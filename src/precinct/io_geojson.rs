// Reader for the precinct boundaries.

use std::io::Read;

use serde_json::Map as JSMap;
use serde_json::Value as JSValue;

use crate::precinct::{io_common::simplify_file_name, *};

/// The features of the document, and its other top-level members.
pub type GeometryDocument = (Vec<GeometryFeature>, JSMap<String, JSValue>);

pub fn read_geometry_file(path: &str) -> BMapResult<GeometryDocument> {
    info!("Attempting to read geometry file {:?}", path);
    let file = fs::File::open(path).context(OpeningFileSnafu { path })?;
    read_geometry(std::io::BufReader::new(file), path)
}

pub fn read_geometry<R: Read>(rdr: R, path: &str) -> BMapResult<GeometryDocument> {
    let js: JSValue = serde_json::from_reader(rdr).context(ParsingJsonSnafu { path })?;
    let mut doc = match js {
        JSValue::Object(m) => m,
        _ => {
            return NotAFeatureCollectionSnafu {
                path,
                reason: "the document is not an object",
            }
            .fail()
            .map_err(Box::new);
        }
    };
    if doc.get("type").and_then(|t| t.as_str()) != Some("FeatureCollection") {
        return NotAFeatureCollectionSnafu {
            path,
            reason: "the type is not FeatureCollection",
        }
        .fail()
        .map_err(Box::new);
    }
    let raw_features = match doc.remove("features") {
        Some(JSValue::Array(fs)) => fs,
        _ => {
            return NotAFeatureCollectionSnafu {
                path,
                reason: "missing features",
            }
            .fail()
            .map_err(Box::new);
        }
    };
    doc.remove("type");

    let mut features: Vec<GeometryFeature> = Vec::with_capacity(raw_features.len());
    for (idx, raw) in raw_features.into_iter().enumerate() {
        let mut obj = match raw {
            JSValue::Object(m) => m,
            _ => {
                return NotAFeatureCollectionSnafu {
                    path,
                    reason: format!("feature {} is not an object", idx),
                }
                .fail()
                .map_err(Box::new);
            }
        };
        let properties = match obj.remove("properties") {
            Some(JSValue::Object(m)) => m,
            Some(JSValue::Null) | None => JSMap::new(),
            Some(_) => {
                return NotAFeatureCollectionSnafu {
                    path,
                    reason: format!("the properties of feature {} are not an object", idx),
                }
                .fail()
                .map_err(Box::new);
            }
        };
        let geometry = obj.remove("geometry").unwrap_or(JSValue::Null);
        features.push(GeometryFeature::new(geometry, properties));
    }
    info!(
        "Read {} features from {}",
        features.len(),
        simplify_file_name(path)
    );
    Ok((features, doc))
}

#[cfg(test)]
mod tests {
    use super::*;

    const DOC: &str = r#"{
        "type": "FeatureCollection",
        "name": "mn-precincts",
        "features": [
            {"type": "Feature",
             "properties": {"CountyID": "3", "PrecinctID": "270030007", "Precinct": "Anoka P-7"},
             "geometry": {"type": "Polygon", "coordinates": [[[0, 0], [1, 0], [1, 1], [0, 0]]]}},
            {"type": "Feature", "properties": null, "geometry": null}
        ]
    }"#;

    #[test]
    fn reads_features_and_metadata() {
        let (features, meta) = read_geometry(DOC.as_bytes(), "mn-precincts.json").unwrap();
        assert_eq!(features.len(), 2);
        assert_eq!(features[0].properties["Precinct"], serde_json::json!("Anoka P-7"));
        assert_eq!(features[0].geometry["type"], serde_json::json!("Polygon"));
        assert!(features[1].properties.is_empty());
        assert_eq!(meta.get("name"), Some(&serde_json::json!("mn-precincts")));
        assert!(!meta.contains_key("features"));
    }

    #[test]
    fn rejects_other_documents() {
        for doc in [
            "[]",
            r#"{"type": "Feature"}"#,
            r#"{"type": "FeatureCollection"}"#,
            r#"{"type": "FeatureCollection", "features": [3]}"#,
        ] {
            let res = read_geometry(doc.as_bytes(), "x.json");
            match res {
                Err(e) => assert!(matches!(*e, MapError::NotAFeatureCollection { .. })),
                Ok(_) => panic!("expected an error for {}", doc),
            }
        }
        assert!(read_geometry("{".as_bytes(), "x.json").is_err());
    }
}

--*--

WORK REQUIRED: Reproduce each line of the records in which "JSValue" appears.

TASK RESPONSE:
use serde_json::Value as JSValue;
pub type GeometryDocument = (Vec<GeometryFeature>, JSMap<String, JSValue>);
    let js: JSValue = serde_json::from_reader(rdr).context(ParsingJsonSnafu { path })?;
        JSValue::Object(m) => m,
        Some(JSValue::Array(fs)) => fs,
            JSValue::Object(m) => m,
            Some(JSValue::Object(m)) => m,
            Some(JSValue::Null) | None => JSMap::new(),
        let geometry = obj.remove("geometry").unwrap_or(JSValue::Null);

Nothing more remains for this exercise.